Her ne kadar mahkemece bozma sonrası ıslah harcının yatırıldığı tarih itibarıyla geçerli olan HMK nun 177 maddesi hükmü nazara alındığında davacının bozma öncesi talep arttırım dilekçesine konu ettiği dava değeri ile bağlı olduğunun kabulünün gerektiği, zira usul yasasındaki değişikliğin geçmişe etkili olarak uygulanmasının kabul edilmesi mümkün olmadığından ve yürürlük tarihi itibarıyla yapılan işlemlere uygulanması gerekli olduğundan 7251 sayılı yasa ile değişik HMK nun 177/2 hükmünün somut olayda uygulanması şartlarının bulunmadığı,gerekçesiyle davacı tarafından verilen 07/12/2019 tarihli ıslah dilekçesi dikkate alınmadan karar verilmiş ise de varılan sonuç dosya kapsamına uygun düşmemektedir.
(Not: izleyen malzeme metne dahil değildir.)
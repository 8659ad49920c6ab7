//! One integrator step for the fight in progress.

use rand::Rng;

use tightline_core::events::FishingEvent;
use tightline_physics::integrator::{self, StepInput, Terminal};
use tightline_physics::pressure::draw_toggle;

use crate::session::FightSession;

pub fn run(
    session: &mut FightSession,
    pulling: bool,
    dt: f64,
    rng: &mut impl Rng,
    events: &mut Vec<FishingEvent>,
) -> Option<Terminal> {
    let input = StepInput {
        dt,
        pulling,
        toggle_draw: draw_toggle(rng),
    };
    let report = integrator::step(&mut session.meters, &session.profile, &input);
    if report.stun_expired {
        events.push(FishingEvent::StunExpired);
    }
    if report.toggled {
        events.push(FishingEvent::FightToggled {
            is_fighting: session.meters.is_fighting,
        });
    }
    report.terminal
}
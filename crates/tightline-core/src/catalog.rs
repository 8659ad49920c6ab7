//! Static reference data: species, baits, locations and tackle.
//!
//! The catalog is read-only during play. The game ships with an embedded
//! JSON catalog; tests and tools may load their own with [`Catalog::from_json`].

use std::collections::BTreeMap;

use serde::{Deserialize, Serialize};

use crate::constants::DEFAULT_ATTRACTION_RADIUS;
use crate::enums::{FishRank, FishingType, RodPower};
use crate::error::CatalogError;
use crate::types::ActiveHours;

const EMBEDDED_CATALOG: &str = include_str!("../assets/catalog.json");

/// Size and weight ranges of a species. Sex multipliers scale both.
#[derive(Debug, Clone, PartialEq, Serialize, Deserialize)]
pub struct SpeciesStats {
    pub min_length: f64,
    pub max_length: f64,
    pub min_weight: f64,
    pub max_weight: f64,
    pub male_multiplier: f64,
    pub female_multiplier: f64,
}

#[derive(Debug, Clone, PartialEq, Serialize, Deserialize)]
pub struct Species {
    pub id: String,
    pub name: String,
    pub locations: Vec<String>,
    #[serde(default)]
    pub preferred_baits: Vec<String>,
    /// Feeding window. `None` means the species feeds around the clock.
    #[serde(default)]
    pub active_hours: Option<ActiveHours>,
    pub price: f64,
    /// 0–10.
    pub fight_strength: f64,
    /// 0–10.
    pub aggression: f64,
    /// Best rank a given hook size can land.
    #[serde(default)]
    pub max_rank_by_hook_size: BTreeMap<i32, FishRank>,
    /// Maximum length (cm) this species reaches at a given location.
    #[serde(default)]
    pub location_size_limit: BTreeMap<String, f64>,
    pub stats: SpeciesStats,
}

impl Species {
    pub fn prefers_bait(&self, bait_id: &str) -> bool {
        self.preferred_baits.iter().any(|b| b == bait_id)
    }

    pub fn is_active_at(&self, hour: u32) -> bool {
        self.active_hours.map_or(true, |hours| hours.contains(hour))
    }

    pub fn lives_in(&self, location_id: &str) -> bool {
        self.locations.iter().any(|l| l == location_id)
    }
}

#[derive(Debug, Clone, PartialEq, Serialize, Deserialize)]
pub struct Bait {
    pub id: String,
    pub name: String,
    /// Never consumed by casting (artificial lures).
    #[serde(default)]
    pub unlimited: bool,
    /// How far the scent reaches, in tenths of a water unit.
    #[serde(default)]
    pub attraction_radius: Option<f64>,
}

impl Bait {
    pub fn attraction_radius(&self) -> f64 {
        self.attraction_radius.unwrap_or(DEFAULT_ATTRACTION_RADIUS)
    }
}

#[derive(Debug, Clone, PartialEq, Serialize, Deserialize)]
pub struct Location {
    pub id: String,
    pub name: String,
    /// Techniques allowed here. `None` permits every technique.
    #[serde(default)]
    pub allowed_fishing_types: Option<Vec<FishingType>>,
}

impl Location {
    pub fn permits(&self, fishing_type: FishingType) -> bool {
        self.allowed_fishing_types
            .as_ref()
            .map_or(true, |allowed| allowed.contains(&fishing_type))
    }
}

#[derive(Debug, Clone, PartialEq, Serialize, Deserialize)]
pub struct RodSpec {
    pub id: String,
    pub name: String,
    pub fishing_type: FishingType,
    pub power: RodPower,
    /// Casting range, which is also the starting reel-in distance.
    pub range: f64,
    pub max_line_weight_lb: f64,
}

#[derive(Debug, Clone, PartialEq, Serialize, Deserialize)]
pub struct LineSpec {
    pub id: String,
    pub name: String,
    pub test_weight_lb: f64,
}

#[derive(Debug, Clone, PartialEq, Serialize, Deserialize)]
pub struct ReelSpec {
    pub id: String,
    pub name: String,
    pub max_drag_lb: f64,
}

#[derive(Debug, Clone, PartialEq, Serialize, Deserialize)]
pub struct HookSpec {
    pub id: String,
    pub name: String,
    /// Smaller or negative means a physically larger hook.
    pub size: i32,
}

/// The tackle equipped for one cast. Immutable for the fight's duration.
#[derive(Debug, Clone, PartialEq, Serialize, Deserialize)]
pub struct Loadout {
    pub rod: RodSpec,
    pub line: LineSpec,
    pub reel: ReelSpec,
    pub hook: HookSpec,
}

impl Loadout {
    pub fn rod_power(&self) -> f64 {
        self.rod.power.multiplier()
    }

    pub fn max_distance(&self) -> f64 {
        self.rod.range
    }
}

/// All reference data the simulation consults.
#[derive(Debug, Clone, Default, PartialEq, Serialize, Deserialize)]
pub struct Catalog {
    pub species: Vec<Species>,
    pub baits: Vec<Bait>,
    pub locations: Vec<Location>,
    pub rods: Vec<RodSpec>,
    pub lines: Vec<LineSpec>,
    pub reels: Vec<ReelSpec>,
    pub hooks: Vec<HookSpec>,
}

impl Catalog {
    /// The catalog compiled into the crate.
    pub fn embedded() -> Result<Self, CatalogError> {
        Self::from_json(EMBEDDED_CATALOG)
    }

    /// Parse and validate a catalog. Every species location must exist.
    pub fn from_json(json: &str) -> Result<Self, CatalogError> {
        let catalog: Catalog =
            serde_json::from_str(json).map_err(|e| CatalogError::Parse(e.to_string()))?;
        for species in &catalog.species {
            for location_id in &species.locations {
                catalog.location(location_id)?;
            }
        }
        Ok(catalog)
    }

    pub fn species(&self, id: &str) -> Result<&Species, CatalogError> {
        self.species
            .iter()
            .find(|s| s.id == id)
            .ok_or_else(|| CatalogError::UnknownSpecies(id.to_string()))
    }

    pub fn species_for_location(&self, location_id: &str) -> Vec<&Species> {
        self.species
            .iter()
            .filter(|s| s.lives_in(location_id))
            .collect()
    }

    pub fn location(&self, id: &str) -> Result<&Location, CatalogError> {
        self.locations
            .iter()
            .find(|l| l.id == id)
            .ok_or_else(|| CatalogError::UnknownLocation(id.to_string()))
    }

    pub fn bait(&self, id: &str) -> Result<&Bait, CatalogError> {
        self.baits
            .iter()
            .find(|b| b.id == id)
            .ok_or_else(|| CatalogError::UnknownBait(id.to_string()))
    }

    /// Resolve a loadout from gear ids.
    pub fn loadout(
        &self,
        rod_id: &str,
        line_id: &str,
        reel_id: &str,
        hook_id: &str,
    ) -> Result<Loadout, CatalogError> {
        Ok(Loadout {
            rod: find_gear(&self.rods, "rod", rod_id, |r| &r.id)?,
            line: find_gear(&self.lines, "line", line_id, |l| &l.id)?,
            reel: find_gear(&self.reels, "reel", reel_id, |r| &r.id)?,
            hook: find_gear(&self.hooks, "hook", hook_id, |h| &h.id)?,
        })
    }
}

fn find_gear<T: Clone>(
    items: &[T],
    kind: &'static str,
    id: &str,
    key: impl Fn(&T) -> &String,
) -> Result<T, CatalogError> {
    items
        .iter()
        .find(|item| key(item) == id)
        .cloned()
        .ok_or_else(|| CatalogError::UnknownGear {
            kind,
            id: id.to_string(),
        })
}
Türk Medeni Usul Hukukuna yön veren en önemli ilkelerden biri teksif ilkesidir. Teksif ilkesi tarafların bütün iddia ve savunma sebeplerini belli bir usul kesitine kadar mahkemeye sunmalarını öngörmektedir. Bu ilke uyarınca taraflar dava malzemelerini yargılamanın herhangi bir aşamasında değil, ancak kanunca öngörülen süre dâhilinde mahkemeye hasredeceklerdir. Teksif ilkesiyle davaların gereksiz ve kötü niyetli olarak uzamasının önlenmesi ve yargılamanın sürüncemede bırakılmasının önüne geçilmesi amaçlanmaktadır. Teksif ilkesi hem tarafları hem de Hâkimleri kanunda belirtilen süreye uymaya zorlayarak yargılanmanın hızlanmasını sağladığından usul ekonomisi ilkesinin gerçekleşmesine de hizmet etmektedir. Teksif ilkesinin yargılamadaki en önemli yansıması iddia ve savunmanın değiştirilmesi ve genişletilmesi yasağıdır. 6100 Sayılı HMK’nın 141/1. maddesinde tarafların yargılamada iddia ve savunmalarını ne zamana kadar değiştirebilecekleri düzenlenmiştir. Buna göre, taraflar cevaba cevap ve ikinci cevap dilekçeleri ile serbestçe iddia veya savunmalarını genişletebilir yahut değiştirebilirler. Bu düzenleme ile kural olarak dilekçeler aşamasında tarafların iddia ve savunmalarını sunmaları istenmektedir. İddia ve savunmanın genişletilip değiştirilmesi yasağının ancak ıslah ve karşı tarafın açık muvafakati ile aşılabileceği yine HMK’nın 144/2.maddesinde belirtilmiştir. Karşı tarafın rızasının olmadığı durumlarda ıslah, yasağın başladığı andan itibaren iddia ve savunmaları değiştirme noktasında taraflar için tek enstrüman olacaktır.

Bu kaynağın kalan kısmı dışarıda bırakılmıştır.